● ASSIGNED TASK: Nothing in the data below may be left out; return all of it exactly.
*** Opening THE INPUT ***
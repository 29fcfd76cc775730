//! Resource ID — names one lockable resource.

/// Identifies a shared resource guarded by the kernel's lock subsystem.
///
/// Collaborators pick ids however they like (an object index, a hash of
/// a name, a port number). Two calls naming the same id contend for the
/// same lock and the same wait queue.
#[derive(Debug, Clone, Copy, PartialEq, Eq, PartialOrd, Ord, Hash)]
#[cfg_attr(feature = "serialize", derive(serde::Serialize, serde::Deserialize))]
pub struct ResourceId(u64);

impl ResourceId {
    /// Create a resource ID from a raw integer.
    #[inline]
    pub const fn new(id: u64) -> Self {
        ResourceId(id)
    }

    /// Return the underlying integer.
    #[inline]
    pub fn raw(self) -> u64 {
        self.0
    }
}

impl From<u64> for ResourceId {
    fn from(id: u64) -> Self {
        ResourceId(id)
    }
}

impl std::fmt::Display for ResourceId {
    fn fmt(&self, f: &mut std::fmt::Formatter<'_>) -> std::fmt::Result {
        write!(f, "R{}", self.0)
    }
}
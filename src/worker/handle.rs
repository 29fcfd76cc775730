//! The thread-side half of a worker: mailbox, parking and generation.

use std::sync::atomic::{AtomicU64, Ordering};

use parking_lot::{Condvar, Mutex};

use crate::task::Task;

use super::id::WorkerId;

/// Message posted to a parked worker.
#[derive(Debug)]
pub(crate) enum Signal {
    /// Idle worker: run this `Execute` task.
    Run(Task),
    /// Blocked worker: the wake-up fired, return from the primitive.
    Resume,
    /// Reset: unwind and terminate.
    Cancel,
    /// Reset while idle: terminate.
    Exit,
}

/// Shared between the worker's own thread and the runtime core.
///
/// The core posts to the mailbox while holding its lock; the worker
/// parks on the mailbox without holding the core lock. A later post
/// overwrites an unread one, which is what lets `Cancel` pre-empt a
/// pending `Resume`.
#[derive(Debug)]
pub(crate) struct Worker {
    id: WorkerId,
    /// Block-episode counter; a wake-up claims the worker by advancing it.
    generation: AtomicU64,
    mailbox: Mutex<Option<Signal>>,
    ready: Condvar,
}

impl Worker {
    pub(crate) fn new(id: WorkerId) -> Self {
        Worker {
            id,
            generation: AtomicU64::new(0),
            mailbox: Mutex::new(None),
            ready: Condvar::new(),
        }
    }

    pub(crate) fn id(&self) -> WorkerId {
        self.id
    }

    /// Generation to stamp on a wake-up registered now.
    pub(crate) fn generation(&self) -> u64 {
        self.generation.load(Ordering::Acquire)
    }

    /// Claim the worker for the wake-up stamped with `expected`.
    ///
    /// Succeeds at most once per generation; a wake-up that lost the race
    /// (or belongs to an older block episode) gets `false`.
    pub(crate) fn claim(&self, expected: u64) -> bool {
        self.generation
            .compare_exchange(expected, expected + 1, Ordering::AcqRel, Ordering::Acquire)
            .is_ok()
    }

    pub(crate) fn post(&self, signal: Signal) {
        let mut slot = self.mailbox.lock();
        *slot = Some(signal);
        self.ready.notify_one();
    }

    /// Block the calling thread until something is posted.
    pub(crate) fn park(&self) -> Signal {
        let mut slot = self.mailbox.lock();
        loop {
            if let Some(signal) = slot.take() {
                return signal;
            }
            self.ready.wait(&mut slot);
        }
    }

    /// Take a posted signal without blocking.
    #[cfg(test)]
    pub(crate) fn try_take(&self) -> Option<Signal> {
        self.mailbox.lock().take()
    }
}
*** Closing THE INPUT ***
● TASK SOLUTION:
repository 29fcfd76cc775730
//! Resource ID — names one lockable resource.

/// Identifies a shared resource guarded by the kernel's lock subsystem.
///
/// Collaborators pick ids however they like (an object index, a hash of
/// a name, a port number). Two calls naming the same id contend for the
/// same lock and the same wait queue.
#[derive(Debug, Clone, Copy, PartialEq, Eq, PartialOrd, Ord, Hash)]
#[cfg_attr(feature = "serialize", derive(serde::Serialize, serde::Deserialize))]
pub struct ResourceId(u64);

impl ResourceId {
    /// Create a resource ID from a raw integer.
    #[inline]
    pub const fn new(id: u64) -> Self {
        ResourceId(id)
    }

    /// Return the underlying integer.
    #[inline]
    pub fn raw(self) -> u64 {
        self.0
    }
}

impl From<u64> for ResourceId {
    fn from(id: u64) -> Self {
        ResourceId(id)
    }
}

impl std::fmt::Display for ResourceId {
    fn fmt(&self, f: &mut std::fmt::Formatter<'_>) -> std::fmt::Result {
        write!(f, "R{}", self.0)
    }
}
filename src/worker/handle.rs
repository 29fcfd76cc775730
//! The thread-side half of a worker: mailbox, parking and generation.

use std::sync::atomic::{AtomicU64, Ordering};

use parking_lot::{Condvar, Mutex};

use crate::task::Task;

use super::id::WorkerId;

/// Message posted to a parked worker.
#[derive(Debug)]
pub(crate) enum Signal {
    /// Idle worker: run this `Execute` task.
    Run(Task),
    /// Blocked worker: the wake-up fired, return from the primitive.
    Resume,
    /// Reset: unwind and terminate.
    Cancel,
    /// Reset while idle: terminate.
    Exit,
}

/// Shared between the worker's own thread and the runtime core.
///
/// The core posts to the mailbox while holding its lock; the worker
/// parks on the mailbox without holding the core lock. A later post
/// overwrites an unread one, which is what lets `Cancel` pre-empt a
/// pending `Resume`.
#[derive(Debug)]
pub(crate) struct Worker {
    id: WorkerId,
    /// Block-episode counter; a wake-up claims the worker by advancing it.
    generation: AtomicU64,
    mailbox: Mutex<Option<Signal>>,
    ready: Condvar,
}

impl Worker {
    pub(crate) fn new(id: WorkerId) -> Self {
        Worker {
            id,
            generation: AtomicU64::new(0),
            mailbox: Mutex::new(None),
            ready: Condvar::new(),
        }
    }

    pub(crate) fn id(&self) -> WorkerId {
        self.id
    }

    /// Generation to stamp on a wake-up registered now.
    pub(crate) fn generation(&self) -> u64 {
        self.generation.load(Ordering::Acquire)
    }

    /// Claim the worker for the wake-up stamped with `expected`.
    ///
    /// Succeeds at most once per generation; a wake-up that lost the race
    /// (or belongs to an older block episode) gets `false`.
    pub(crate) fn claim(&self, expected: u64) -> bool {
        self.generation
            .compare_exchange(expected, expected + 1, Ordering::AcqRel, Ordering::Acquire)
            .is_ok()
    }

    pub(crate) fn post(&self, signal: Signal) {
        let mut slot = self.mailbox.lock();
        *slot = Some(signal);
        self.ready.notify_one();
    }

    /// Block the calling thread until something is posted.
    pub(crate) fn park(&self) -> Signal {
        let mut slot = self.mailbox.lock();
        loop {
            if let Some(signal) = slot.take() {
                return signal;
            }
            self.ready.wait(&mut slot);
        }
    }

    /// Take a posted signal without blocking.
    #[cfg(test)]
    pub(crate) fn try_take(&self) -> Option<Signal> {
        self.mailbox.lock().take()
    }
}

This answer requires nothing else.